▶ [Information given]:

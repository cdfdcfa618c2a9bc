//! Fixed-window rate limiting per caller identity and endpoint class.
//!
//! Counters are keyed by `(identity, class, window_index)` where
//! `window_index = elapsed / window`. A rollover simply lands requests in a
//! fresh bucket; dead buckets are purged by a background sweep rather than
//! on the request path. Increment-and-compare happens under one write-lock
//! acquisition, so concurrent requests for the same identity can never push
//! a bucket past its limit.

pub mod policy;

pub use policy::{ClassPolicy, EndpointClass};

use std::collections::HashMap;
use std::sync::Arc;
use std::time::Duration;

use tokio::sync::{watch, RwLock};
use tokio::time::Instant;
use tracing::{debug, warn};
use vget_models::Tier;

/// Bound on tracked buckets; protects against identity-spraying abuse.
const MAX_BUCKETS: usize = 50_000;

/// Outcome of a rate-limit check.
#[derive(Debug, Clone, Copy, PartialEq, Eq)]
pub struct Decision {
    /// Whether the request may proceed.
    pub allowed: bool,
    /// Time until the current window rolls over, set on denial.
    pub retry_after: Option<Duration>,
}

impl Decision {
    fn allow() -> Self {
        Self {
            allowed: true,
            retry_after: None,
        }
    }

    fn deny(retry_after: Duration) -> Self {
        Self {
            allowed: false,
            retry_after: Some(retry_after),
        }
    }
}

#[derive(Debug, Clone, PartialEq, Eq, Hash)]
struct BucketKey {
    identity: String,
    class: EndpointClass,
    window_index: u64,
}

/// Fixed-window limiter shared across request handlers.
pub struct RateLimiter {
    epoch: Instant,
    buckets: Arc<RwLock<HashMap<BucketKey, u32>>>,
}

impl Default for RateLimiter {
    fn default() -> Self {
        Self::new()
    }
}

impl RateLimiter {
    pub fn new() -> Self {
        Self {
            epoch: Instant::now(),
            buckets: Arc::new(RwLock::new(HashMap::new())),
        }
    }

    fn window_position(&self, window: Duration) -> (u64, Duration) {
        let elapsed = self.epoch.elapsed();
        let index = (elapsed.as_nanos() / window.as_nanos()) as u64;
        let into_window =
            Duration::from_nanos((elapsed.as_nanos() % window.as_nanos()) as u64);
        (index, window - into_window)
    }

    /// Check and account one request for `identity` against `class`.
    pub async fn check(&self, identity: &str, tier: Tier, class: EndpointClass) -> Decision {
        let policy = ClassPolicy::for_class(class);
        let limit = policy.effective_limit(tier);
        let (window_index, remaining_in_window) = self.window_position(policy.window);

        let key = BucketKey {
            identity: identity.to_string(),
            class,
            window_index,
        };

        let mut buckets = self.buckets.write().await;

        if buckets.len() >= MAX_BUCKETS && !buckets.contains_key(&key) {
            // Over capacity: shed elapsed windows before admitting new keys.
            shed_elapsed(self.epoch, &mut buckets);
            if buckets.len() >= MAX_BUCKETS {
                warn!(identity, class = %class, "Rate limiter at capacity, denying");
                return Decision::deny(remaining_in_window);
            }
        }

        let count = buckets.entry(key).or_insert(0);
        if *count >= limit {
            metrics::counter!(
                "vget_rate_limit_hits_total",
                &[("class", class.as_str().to_string())]
            )
            .increment(1);
            debug!(identity, class = %class, limit, "Rate limit exceeded");
            return Decision::deny(remaining_in_window);
        }

        *count += 1;
        Decision::allow()
    }

    /// Purge buckets whose window has fully elapsed. Returns the number removed.
    pub async fn purge_stale(&self) -> usize {
        let mut buckets = self.buckets.write().await;
        let before = buckets.len();
        shed_elapsed(self.epoch, &mut buckets);
        before - buckets.len()
    }

    /// Number of live buckets (stale ones included until swept).
    pub async fn bucket_count(&self) -> usize {
        self.buckets.read().await.len()
    }
}

/// Drop every bucket whose window has fully elapsed. Window indexes are only
/// comparable within a class, so each bucket is judged against its own
/// class's current index.
fn shed_elapsed(epoch: Instant, buckets: &mut HashMap<BucketKey, u32>) {
    let elapsed = epoch.elapsed();
    buckets.retain(|k, _| {
        let window = ClassPolicy::for_class(k.class).window;
        let current = (elapsed.as_nanos() / window.as_nanos()) as u64;
        k.window_index >= current
    });
}

/// Background sweep over a shared limiter.
///
/// Owns the bucket lifecycle end to end: started at startup, stopped at
/// shutdown, restartable in tests.
pub struct LimiterSweeper {
    shutdown: watch::Sender<bool>,
    handle: tokio::task::JoinHandle<()>,
}

impl LimiterSweeper {
    pub fn spawn(limiter: Arc<RateLimiter>, interval: Duration) -> Self {
        let (shutdown, mut rx) = watch::channel(false);
        let handle = tokio::spawn(async move {
            let mut ticker = tokio::time::interval(interval);
            ticker.set_missed_tick_behavior(tokio::time::MissedTickBehavior::Skip);
            loop {
                tokio::select! {
                    _ = ticker.tick() => {
                        let removed = limiter.purge_stale().await;
                        if removed > 0 {
                            debug!(removed, "Rate limiter sweep removed stale buckets");
                        }
                    }
                    _ = rx.changed() => {
                        if *rx.borrow() {
                            break;
                        }
                    }
                }
            }
        });
        Self { shutdown, handle }
    }

    pub async fn shutdown(self) {
        let _ = self.shutdown.send(true);
        let _ = self.handle.await;
    }
}
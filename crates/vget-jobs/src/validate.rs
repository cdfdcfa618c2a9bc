//! Source URL and job id validation.
//!
//! Runs before any job record exists, so every rejection here is free.
//! Private-network and metadata addresses are blocked outright; which sites
//! the extractor can actually handle is its own concern.

use std::sync::LazyLock;

use regex::Regex;
use url::Url;

/// Longest URL accepted from a client.
const MAX_URL_LENGTH: usize = 2048;

/// Host patterns that must never reach the extractor.
static BLOCKED_HOSTS: LazyLock<Vec<Regex>> = LazyLock::new(|| {
    [
        r"^localhost$",
        r"^127\.",
        r"^0\.0\.0\.0$",
        r"^10\.",
        r"^172\.(1[6-9]|2[0-9]|3[0-1])\.",
        r"^192\.168\.",
        r"^169\.254\.",
        r"^\[::1\]$",
        r"^::1$",
        r"^metadata\.google\.internal$",
        r"^metadata\.",
    ]
    .iter()
    .map(|p| Regex::new(p).expect("static pattern"))
    .collect()
});

static JOB_ID_RE: LazyLock<Regex> =
    LazyLock::new(|| Regex::new(r"^(sub-)?[A-Za-z0-9-]{8,64}$").expect("static pattern"));

/// Validate and normalize a client-supplied source URL.
///
/// Returns the normalized form (as serialized by the parser) so cache keys
/// for trivially different spellings of the same URL collide.
pub fn validate_source_url(raw: &str) -> Result<String, String> {
    let trimmed = raw.trim();
    if trimmed.is_empty() {
        return Err("url must not be empty".to_string());
    }
    if trimmed.len() > MAX_URL_LENGTH {
        return Err(format!("url exceeds {MAX_URL_LENGTH} characters"));
    }

    let url = Url::parse(trimmed).map_err(|e| format!("invalid url: {e}"))?;

    match url.scheme() {
        "http" | "https" => {}
        other => return Err(format!("unsupported url scheme: {other}")),
    }

    let host = url
        .host_str()
        .ok_or_else(|| "url has no host".to_string())?
        .to_lowercase();

    if BLOCKED_HOSTS.iter().any(|re| re.is_match(&host)) {
        return Err("url points at a blocked address".to_string());
    }

    Ok(url.to_string())
}

/// Whether a path parameter is shaped like one of our job ids.
pub fn is_valid_job_id(id: &str) -> bool {
    JOB_ID_RE.is_match(id)
}

#[cfg(test)]
mod tests {
    use super::*;

    #[test]
    fn test_accepts_public_http_urls() {
        assert!(validate_source_url("https://youtube.com/watch?v=abc").is_ok());
        assert!(validate_source_url("http://vimeo.com/12345").is_ok());
        assert!(validate_source_url("  https://youtu.be/abc  ").is_ok());
    }

    #[test]
    fn test_normalization_is_stable() {
        let a = validate_source_url("https://YouTube.com/watch?v=abc").unwrap();
        let b = validate_source_url("https://youtube.com/watch?v=abc").unwrap();
        assert_eq!(a, b);
    }

    #[test]
    fn test_rejects_bad_schemes() {
        assert!(validate_source_url("ftp://example.com/file").is_err());
        assert!(validate_source_url("file:///etc/passwd").is_err());
        assert!(validate_source_url("javascript:alert(1)").is_err());
    }

    #[test]
    fn test_rejects_private_and_metadata_hosts() {
        for url in [
            "http://localhost/x",
            "http://127.0.0.1/x",
            "http://10.0.0.5/x",
            "http://172.16.0.1/x",
            "http://192.168.1.1/x",
            "http://169.254.169.254/latest/meta-data",
            "http://metadata.google.internal/computeMetadata",
            "http://[::1]/x",
        ] {
            assert!(validate_source_url(url).is_err(), "{url} should be blocked");
        }
        // 172.32 is outside the private block.
        assert!(validate_source_url("http://172.32.0.1/x").is_ok());
    }

    #[test]
    fn test_rejects_empty_and_oversized() {
        assert!(validate_source_url("").is_err());
        assert!(validate_source_url("   ").is_err());
        let long = format!("https://example.com/{}", "a".repeat(MAX_URL_LENGTH));
        assert!(validate_source_url(&long).is_err());
    }

    #[test]
    fn test_job_id_shapes() {
        assert!(is_valid_job_id("550e8400-e29b-41d4-a716-446655440000"));
        assert!(is_valid_job_id("sub-550e8400-e29b-41d4-a716-446655440000"));
        assert!(!is_valid_job_id("short"));
        assert!(!is_valid_job_id("../../etc/passwd"));
        assert!(!is_valid_job_id(""));
    }
}
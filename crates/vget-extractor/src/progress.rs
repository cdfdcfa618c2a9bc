//! Progress signal forwarded from the extractor into the job store.

use std::sync::LazyLock;

use regex::Regex;
use tokio::sync::mpsc;

/// A single progress report, 0-100.
#[derive(Debug, Clone, Copy, PartialEq, Eq)]
pub struct ProgressUpdate {
    pub percent: u8,
}

/// Sending half handed to the extractor for one job.
pub type ProgressSender = mpsc::Sender<ProgressUpdate>;

/// Receiving half consumed by the orchestrator task.
pub type ProgressReceiver = mpsc::Receiver<ProgressUpdate>;

/// Channel capacity; progress is lossy-tolerant, a small buffer suffices.
const PROGRESS_CHANNEL_CAPACITY: usize = 32;

/// Create a progress channel for one job.
pub fn progress_channel() -> (ProgressSender, ProgressReceiver) {
    mpsc::channel(PROGRESS_CHANNEL_CAPACITY)
}

static PERCENT_RE: LazyLock<Regex> =
    LazyLock::new(|| Regex::new(r"(\d{1,3})(?:\.\d+)?%").expect("valid regex"));

/// Parse a percent out of a yt-dlp `--newline` progress line.
///
/// Lines look like `[download]  42.5% of 10.00MiB at 1.00MiB/s`.
pub fn parse_progress_line(line: &str) -> Option<ProgressUpdate> {
    if !line.contains("[download]") {
        return None;
    }
    let caps = PERCENT_RE.captures(line)?;
    let percent: u8 = caps.get(1)?.as_str().parse().ok()?;
    Some(ProgressUpdate {
        percent: percent.min(100),
    })
}
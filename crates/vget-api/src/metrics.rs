//! Prometheus metrics for the API server.

use std::sync::LazyLock;
use std::time::Instant;

use axum::body::Body;
use axum::http::{Request, Response};
use axum::middleware::Next;
use metrics::{counter, gauge, histogram};
use metrics_exporter_prometheus::{PrometheusBuilder, PrometheusHandle};
use regex::Regex;

/// Initialize the Prometheus metrics recorder.
/// Returns a handle that can be used to render metrics.
pub fn init_metrics() -> PrometheusHandle {
    PrometheusBuilder::new()
        .install_recorder()
        .expect("Failed to install Prometheus recorder")
}

/// Metric names as constants for consistency.
pub mod names {
    pub const HTTP_REQUESTS_TOTAL: &str = "vget_http_requests_total";
    pub const HTTP_REQUEST_DURATION_SECONDS: &str = "vget_http_request_duration_seconds";
    pub const HTTP_REQUESTS_IN_FLIGHT: &str = "vget_http_requests_in_flight";
    pub const ARTIFACT_BYTES_SERVED_TOTAL: &str = "vget_artifact_bytes_served_total";
}

/// Record an HTTP request.
pub fn record_http_request(method: &str, path: &str, status: u16, duration_secs: f64) {
    let labels = [
        ("method", method.to_string()),
        ("path", sanitize_path(path)),
        ("status", status.to_string()),
    ];

    counter!(names::HTTP_REQUESTS_TOTAL, &labels).increment(1);
    histogram!(names::HTTP_REQUEST_DURATION_SECONDS, &labels).record(duration_secs);
}

/// Record bytes streamed from an artifact endpoint.
pub fn record_artifact_bytes(bytes: u64) {
    counter!(names::ARTIFACT_BYTES_SERVED_TOTAL).increment(bytes);
}

static UUID_RE: LazyLock<Regex> = LazyLock::new(|| {
    Regex::new(r"(sub-)?[0-9a-f]{8}-[0-9a-f]{4}-[0-9a-f]{4}-[0-9a-f]{4}-[0-9a-f]{12}")
        .expect("static pattern")
});
static NUMERIC_RE: LazyLock<Regex> =
    LazyLock::new(|| Regex::new(r"/[0-9]+(/|$)").expect("static pattern"));

/// Sanitize path for metrics labels (remove IDs, etc.).
fn sanitize_path(path: &str) -> String {
    let path = UUID_RE.replace_all(path, ":id");
    let path = NUMERIC_RE.replace_all(&path, "/:id$1");
    path.to_string()
}

/// Metrics middleware for HTTP requests.
pub async fn metrics_middleware(request: Request<Body>, next: Next) -> Response<Body> {
    let method = request.method().to_string();
    let path = request.uri().path().to_string();
    let start = Instant::now();

    gauge!(names::HTTP_REQUESTS_IN_FLIGHT).increment(1.0);
    let response = next.run(request).await;
    gauge!(names::HTTP_REQUESTS_IN_FLIGHT).decrement(1.0);

    let status = response.status().as_u16();
    let duration = start.elapsed().as_secs_f64();

    record_http_request(&method, &path, status, duration);

    response
}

▶ [Action item]: Please give back exactly the lines of the listing above that run from the one containing "fn sanitize_path(path: &str)" through the one containing "let status = response.status().as_u16();", and only those.

▶ [Answer to this exercise]:
fn sanitize_path(path: &str) -> String {
    let path = UUID_RE.replace_all(path, ":id");
    let path = NUMERIC_RE.replace_all(&path, "/:id$1");
    path.to_string()
}

/// Metrics middleware for HTTP requests.
pub async fn metrics_middleware(request: Request<Body>, next: Next) -> Response<Body> {
    let method = request.method().to_string();
    let path = request.uri().path().to_string();
    let start = Instant::now();

    gauge!(names::HTTP_REQUESTS_IN_FLIGHT).increment(1.0);
    let response = next.run(request).await;
    gauge!(names::HTTP_REQUESTS_IN_FLIGHT).decrement(1.0);

    let status = response.status().as_u16();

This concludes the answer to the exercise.